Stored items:
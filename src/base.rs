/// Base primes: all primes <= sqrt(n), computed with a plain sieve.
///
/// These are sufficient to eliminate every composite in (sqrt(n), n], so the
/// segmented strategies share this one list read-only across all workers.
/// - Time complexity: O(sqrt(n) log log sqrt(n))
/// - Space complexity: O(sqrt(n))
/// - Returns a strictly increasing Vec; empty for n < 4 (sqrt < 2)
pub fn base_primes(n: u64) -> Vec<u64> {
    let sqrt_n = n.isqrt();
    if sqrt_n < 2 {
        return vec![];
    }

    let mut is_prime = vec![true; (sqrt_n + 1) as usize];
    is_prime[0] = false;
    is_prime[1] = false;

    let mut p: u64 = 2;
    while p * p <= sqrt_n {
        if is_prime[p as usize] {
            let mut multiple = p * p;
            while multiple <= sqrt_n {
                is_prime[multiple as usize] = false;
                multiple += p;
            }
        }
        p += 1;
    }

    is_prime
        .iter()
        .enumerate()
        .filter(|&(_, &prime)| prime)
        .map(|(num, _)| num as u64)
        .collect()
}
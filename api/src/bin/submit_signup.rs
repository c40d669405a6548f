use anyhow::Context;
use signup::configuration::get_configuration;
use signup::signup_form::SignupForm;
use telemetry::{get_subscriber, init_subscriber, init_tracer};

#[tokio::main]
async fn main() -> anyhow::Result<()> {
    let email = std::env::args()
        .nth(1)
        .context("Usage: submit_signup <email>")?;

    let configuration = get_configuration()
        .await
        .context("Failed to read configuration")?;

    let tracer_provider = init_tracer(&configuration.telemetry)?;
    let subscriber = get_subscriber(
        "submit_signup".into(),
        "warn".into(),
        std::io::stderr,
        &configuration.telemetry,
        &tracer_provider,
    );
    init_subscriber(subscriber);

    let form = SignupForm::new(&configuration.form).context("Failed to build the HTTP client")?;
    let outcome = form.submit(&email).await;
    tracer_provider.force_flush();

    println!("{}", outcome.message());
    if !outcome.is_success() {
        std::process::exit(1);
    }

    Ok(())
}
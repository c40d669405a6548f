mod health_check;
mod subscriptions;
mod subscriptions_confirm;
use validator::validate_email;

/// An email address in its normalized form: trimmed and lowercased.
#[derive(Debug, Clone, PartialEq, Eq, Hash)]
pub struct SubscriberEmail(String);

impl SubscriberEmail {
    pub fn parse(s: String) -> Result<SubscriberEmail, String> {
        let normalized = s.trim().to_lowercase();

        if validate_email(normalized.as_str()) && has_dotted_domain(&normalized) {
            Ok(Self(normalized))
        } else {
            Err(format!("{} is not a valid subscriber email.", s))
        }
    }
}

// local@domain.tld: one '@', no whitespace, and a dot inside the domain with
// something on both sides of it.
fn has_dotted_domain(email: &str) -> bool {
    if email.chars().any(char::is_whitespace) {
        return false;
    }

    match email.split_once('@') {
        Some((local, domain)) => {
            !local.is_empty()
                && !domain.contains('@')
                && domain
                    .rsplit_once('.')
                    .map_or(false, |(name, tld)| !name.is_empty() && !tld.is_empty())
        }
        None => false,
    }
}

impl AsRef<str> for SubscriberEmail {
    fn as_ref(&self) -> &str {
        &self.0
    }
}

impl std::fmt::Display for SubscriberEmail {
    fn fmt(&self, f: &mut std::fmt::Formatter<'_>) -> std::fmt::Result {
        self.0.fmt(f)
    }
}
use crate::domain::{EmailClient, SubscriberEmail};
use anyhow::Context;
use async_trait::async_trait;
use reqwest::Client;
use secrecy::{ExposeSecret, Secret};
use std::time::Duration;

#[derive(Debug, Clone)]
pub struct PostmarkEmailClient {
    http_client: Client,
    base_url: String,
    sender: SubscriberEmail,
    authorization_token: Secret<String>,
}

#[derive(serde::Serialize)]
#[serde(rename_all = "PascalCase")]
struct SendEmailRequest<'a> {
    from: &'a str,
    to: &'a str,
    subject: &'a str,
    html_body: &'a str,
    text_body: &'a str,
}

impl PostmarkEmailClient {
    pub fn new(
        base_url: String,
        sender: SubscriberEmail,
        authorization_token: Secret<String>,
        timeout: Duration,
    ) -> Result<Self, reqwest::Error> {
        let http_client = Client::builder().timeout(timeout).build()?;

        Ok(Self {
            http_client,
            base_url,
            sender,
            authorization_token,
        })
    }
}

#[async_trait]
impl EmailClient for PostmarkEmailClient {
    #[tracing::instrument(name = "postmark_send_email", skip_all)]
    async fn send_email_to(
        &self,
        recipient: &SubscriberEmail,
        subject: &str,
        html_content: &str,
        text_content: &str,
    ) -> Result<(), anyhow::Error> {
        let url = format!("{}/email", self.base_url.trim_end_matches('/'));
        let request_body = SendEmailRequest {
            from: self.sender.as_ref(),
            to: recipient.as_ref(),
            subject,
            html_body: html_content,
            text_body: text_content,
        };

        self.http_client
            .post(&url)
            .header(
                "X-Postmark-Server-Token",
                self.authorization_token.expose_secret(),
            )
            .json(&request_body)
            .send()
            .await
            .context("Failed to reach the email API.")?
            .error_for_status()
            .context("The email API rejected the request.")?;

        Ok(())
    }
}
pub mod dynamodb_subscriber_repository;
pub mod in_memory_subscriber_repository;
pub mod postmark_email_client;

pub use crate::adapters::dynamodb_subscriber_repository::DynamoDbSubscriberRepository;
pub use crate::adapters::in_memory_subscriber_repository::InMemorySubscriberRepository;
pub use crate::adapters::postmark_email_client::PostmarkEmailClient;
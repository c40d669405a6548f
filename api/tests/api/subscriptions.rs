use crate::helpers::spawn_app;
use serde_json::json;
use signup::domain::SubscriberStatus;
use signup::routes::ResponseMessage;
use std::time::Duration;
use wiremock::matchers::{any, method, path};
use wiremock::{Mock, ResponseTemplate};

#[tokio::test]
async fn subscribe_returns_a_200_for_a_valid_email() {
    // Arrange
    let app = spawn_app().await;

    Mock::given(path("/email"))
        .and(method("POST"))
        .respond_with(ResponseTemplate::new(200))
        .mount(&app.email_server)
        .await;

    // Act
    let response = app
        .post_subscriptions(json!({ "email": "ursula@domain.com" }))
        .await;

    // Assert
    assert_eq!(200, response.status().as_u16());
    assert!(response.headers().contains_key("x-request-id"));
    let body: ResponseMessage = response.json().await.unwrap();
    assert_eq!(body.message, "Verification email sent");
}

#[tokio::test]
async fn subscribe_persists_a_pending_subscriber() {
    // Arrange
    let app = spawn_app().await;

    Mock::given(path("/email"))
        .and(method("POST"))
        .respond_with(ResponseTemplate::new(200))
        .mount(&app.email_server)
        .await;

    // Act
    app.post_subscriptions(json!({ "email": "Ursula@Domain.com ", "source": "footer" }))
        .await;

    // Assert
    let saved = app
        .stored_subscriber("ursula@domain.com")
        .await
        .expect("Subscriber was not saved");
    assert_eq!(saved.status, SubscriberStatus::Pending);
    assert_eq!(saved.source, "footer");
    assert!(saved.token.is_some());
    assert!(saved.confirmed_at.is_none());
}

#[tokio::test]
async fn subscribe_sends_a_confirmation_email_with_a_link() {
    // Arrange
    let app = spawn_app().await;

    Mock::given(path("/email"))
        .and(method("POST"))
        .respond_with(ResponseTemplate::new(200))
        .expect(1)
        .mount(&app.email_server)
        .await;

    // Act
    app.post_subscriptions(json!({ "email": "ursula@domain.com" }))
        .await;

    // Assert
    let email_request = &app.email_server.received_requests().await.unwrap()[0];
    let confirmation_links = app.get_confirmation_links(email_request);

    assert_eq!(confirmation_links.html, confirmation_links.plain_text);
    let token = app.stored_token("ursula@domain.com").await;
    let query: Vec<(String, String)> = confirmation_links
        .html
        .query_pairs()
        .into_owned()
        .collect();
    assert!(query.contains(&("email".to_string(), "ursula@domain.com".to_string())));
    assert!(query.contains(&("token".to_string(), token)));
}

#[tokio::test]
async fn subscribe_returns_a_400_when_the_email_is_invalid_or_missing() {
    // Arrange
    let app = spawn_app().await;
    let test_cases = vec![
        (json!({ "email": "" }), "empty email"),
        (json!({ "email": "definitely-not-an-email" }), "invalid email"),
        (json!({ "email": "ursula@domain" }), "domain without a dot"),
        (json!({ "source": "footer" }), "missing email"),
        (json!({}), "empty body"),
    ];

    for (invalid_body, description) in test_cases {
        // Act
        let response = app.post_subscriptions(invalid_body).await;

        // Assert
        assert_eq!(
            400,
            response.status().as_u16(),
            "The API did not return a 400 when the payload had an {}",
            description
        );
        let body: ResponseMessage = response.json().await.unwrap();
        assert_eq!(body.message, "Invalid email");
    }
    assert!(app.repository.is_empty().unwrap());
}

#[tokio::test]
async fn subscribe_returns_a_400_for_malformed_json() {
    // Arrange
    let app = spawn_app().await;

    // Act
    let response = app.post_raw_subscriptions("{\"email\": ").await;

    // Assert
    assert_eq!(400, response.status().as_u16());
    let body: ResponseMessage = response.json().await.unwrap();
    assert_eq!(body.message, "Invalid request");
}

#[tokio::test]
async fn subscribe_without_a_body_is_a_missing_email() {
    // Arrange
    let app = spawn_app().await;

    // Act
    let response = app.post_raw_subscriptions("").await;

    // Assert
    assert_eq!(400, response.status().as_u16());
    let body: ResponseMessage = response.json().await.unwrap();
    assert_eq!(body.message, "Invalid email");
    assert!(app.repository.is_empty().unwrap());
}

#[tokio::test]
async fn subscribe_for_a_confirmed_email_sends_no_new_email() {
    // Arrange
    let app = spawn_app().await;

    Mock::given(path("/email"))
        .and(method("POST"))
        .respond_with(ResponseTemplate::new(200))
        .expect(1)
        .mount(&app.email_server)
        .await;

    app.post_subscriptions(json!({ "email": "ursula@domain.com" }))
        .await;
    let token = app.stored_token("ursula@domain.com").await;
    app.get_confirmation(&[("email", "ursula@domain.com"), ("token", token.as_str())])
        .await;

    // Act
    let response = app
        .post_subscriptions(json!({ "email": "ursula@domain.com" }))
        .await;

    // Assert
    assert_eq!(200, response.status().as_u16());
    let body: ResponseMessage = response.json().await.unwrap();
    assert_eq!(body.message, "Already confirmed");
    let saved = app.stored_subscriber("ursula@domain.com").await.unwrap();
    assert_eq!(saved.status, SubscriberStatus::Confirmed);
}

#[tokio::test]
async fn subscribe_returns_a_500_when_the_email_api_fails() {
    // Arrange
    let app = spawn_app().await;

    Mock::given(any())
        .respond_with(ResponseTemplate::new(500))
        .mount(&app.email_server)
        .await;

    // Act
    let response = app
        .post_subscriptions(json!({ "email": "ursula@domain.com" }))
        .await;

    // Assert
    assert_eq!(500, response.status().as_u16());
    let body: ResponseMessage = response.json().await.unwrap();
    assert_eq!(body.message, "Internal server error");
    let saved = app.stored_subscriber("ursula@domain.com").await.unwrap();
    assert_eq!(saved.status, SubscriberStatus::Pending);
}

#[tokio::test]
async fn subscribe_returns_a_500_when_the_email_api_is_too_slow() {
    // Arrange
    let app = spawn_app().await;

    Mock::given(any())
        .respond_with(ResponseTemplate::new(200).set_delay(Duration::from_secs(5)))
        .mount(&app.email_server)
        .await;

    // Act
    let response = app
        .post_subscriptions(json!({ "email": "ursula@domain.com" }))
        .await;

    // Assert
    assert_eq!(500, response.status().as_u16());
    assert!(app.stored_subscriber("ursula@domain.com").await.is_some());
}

...

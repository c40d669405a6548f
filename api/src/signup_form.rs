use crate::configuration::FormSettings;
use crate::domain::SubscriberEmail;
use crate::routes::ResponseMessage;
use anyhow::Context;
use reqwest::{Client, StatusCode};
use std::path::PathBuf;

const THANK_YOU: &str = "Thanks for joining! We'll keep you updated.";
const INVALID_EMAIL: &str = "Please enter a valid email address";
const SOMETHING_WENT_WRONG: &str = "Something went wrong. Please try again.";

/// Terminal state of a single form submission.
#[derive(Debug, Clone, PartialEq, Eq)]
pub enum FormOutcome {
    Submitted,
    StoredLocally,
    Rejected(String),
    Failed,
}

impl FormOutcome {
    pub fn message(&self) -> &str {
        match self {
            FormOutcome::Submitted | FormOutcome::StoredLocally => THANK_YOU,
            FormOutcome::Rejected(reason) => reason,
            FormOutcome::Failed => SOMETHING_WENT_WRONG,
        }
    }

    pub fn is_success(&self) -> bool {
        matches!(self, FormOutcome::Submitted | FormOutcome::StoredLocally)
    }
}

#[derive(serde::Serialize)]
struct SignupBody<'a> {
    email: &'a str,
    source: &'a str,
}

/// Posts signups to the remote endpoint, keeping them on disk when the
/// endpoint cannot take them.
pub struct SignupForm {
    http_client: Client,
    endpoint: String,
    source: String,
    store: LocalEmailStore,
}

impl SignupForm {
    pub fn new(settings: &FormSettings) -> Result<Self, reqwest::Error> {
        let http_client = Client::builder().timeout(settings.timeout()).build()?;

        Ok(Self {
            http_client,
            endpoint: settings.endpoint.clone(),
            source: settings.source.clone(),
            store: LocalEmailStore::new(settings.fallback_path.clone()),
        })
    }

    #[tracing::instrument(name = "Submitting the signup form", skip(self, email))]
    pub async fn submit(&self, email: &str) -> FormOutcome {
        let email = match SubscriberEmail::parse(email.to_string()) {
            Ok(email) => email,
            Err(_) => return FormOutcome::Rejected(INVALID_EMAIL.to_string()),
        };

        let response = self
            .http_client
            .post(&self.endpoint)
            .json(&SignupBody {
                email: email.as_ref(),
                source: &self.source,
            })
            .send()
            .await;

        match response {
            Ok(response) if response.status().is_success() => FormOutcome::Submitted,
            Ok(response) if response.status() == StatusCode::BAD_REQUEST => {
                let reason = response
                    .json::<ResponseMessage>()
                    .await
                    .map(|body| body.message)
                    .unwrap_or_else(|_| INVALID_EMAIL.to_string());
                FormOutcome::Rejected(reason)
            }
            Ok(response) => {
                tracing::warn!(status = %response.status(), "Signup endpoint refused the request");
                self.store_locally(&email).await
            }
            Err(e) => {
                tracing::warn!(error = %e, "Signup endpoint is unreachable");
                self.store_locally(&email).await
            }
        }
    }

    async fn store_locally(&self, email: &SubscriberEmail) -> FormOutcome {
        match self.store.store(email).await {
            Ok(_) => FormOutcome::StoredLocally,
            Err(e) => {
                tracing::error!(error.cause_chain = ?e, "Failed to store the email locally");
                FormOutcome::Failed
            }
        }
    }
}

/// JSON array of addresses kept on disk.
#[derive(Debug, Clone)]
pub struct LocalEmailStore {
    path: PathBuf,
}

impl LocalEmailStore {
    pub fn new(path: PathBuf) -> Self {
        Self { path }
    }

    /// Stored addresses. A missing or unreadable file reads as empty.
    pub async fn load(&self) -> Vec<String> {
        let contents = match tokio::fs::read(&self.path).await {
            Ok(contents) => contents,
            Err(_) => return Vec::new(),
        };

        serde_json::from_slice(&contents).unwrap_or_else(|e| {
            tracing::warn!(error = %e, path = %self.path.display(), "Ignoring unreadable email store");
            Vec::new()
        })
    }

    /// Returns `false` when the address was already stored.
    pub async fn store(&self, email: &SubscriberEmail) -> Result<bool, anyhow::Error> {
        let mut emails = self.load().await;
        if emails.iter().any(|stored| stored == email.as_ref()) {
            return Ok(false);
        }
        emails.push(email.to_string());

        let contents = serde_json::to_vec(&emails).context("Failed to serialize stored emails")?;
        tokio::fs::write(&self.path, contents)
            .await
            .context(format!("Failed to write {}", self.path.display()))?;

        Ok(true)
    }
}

## Directions:
All lines above from the one containing "filename src/base.rs" to the one containing "let email = std::env::args()" must be repeated exactly, both lines included, and no others.

## Output:
filename src/base.rs
/// Base primes: all primes <= sqrt(n), computed with a plain sieve.
///
/// These are sufficient to eliminate every composite in (sqrt(n), n], so the
/// segmented strategies share this one list read-only across all workers.
/// - Time complexity: O(sqrt(n) log log sqrt(n))
/// - Space complexity: O(sqrt(n))
/// - Returns a strictly increasing Vec; empty for n < 4 (sqrt < 2)
pub fn base_primes(n: u64) -> Vec<u64> {
    let sqrt_n = n.isqrt();
    if sqrt_n < 2 {
        return vec![];
    }

    let mut is_prime = vec![true; (sqrt_n + 1) as usize];
    is_prime[0] = false;
    is_prime[1] = false;

    let mut p: u64 = 2;
    while p * p <= sqrt_n {
        if is_prime[p as usize] {
            let mut multiple = p * p;
            while multiple <= sqrt_n {
                is_prime[multiple as usize] = false;
                multiple += p;
            }
        }
        p += 1;
    }

    is_prime
        .iter()
        .enumerate()
        .filter(|&(_, &prime)| prime)
        .map(|(num, _)| num as u64)
        .collect()
}
filename api/src/bin/submit_signup.rs
repository c40d669405a6548f
use anyhow::Context;
use signup::configuration::get_configuration;
use signup::signup_form::SignupForm;
use telemetry::{get_subscriber, init_subscriber, init_tracer};

#[tokio::main]
async fn main() -> anyhow::Result<()> {
    let email = std::env::args()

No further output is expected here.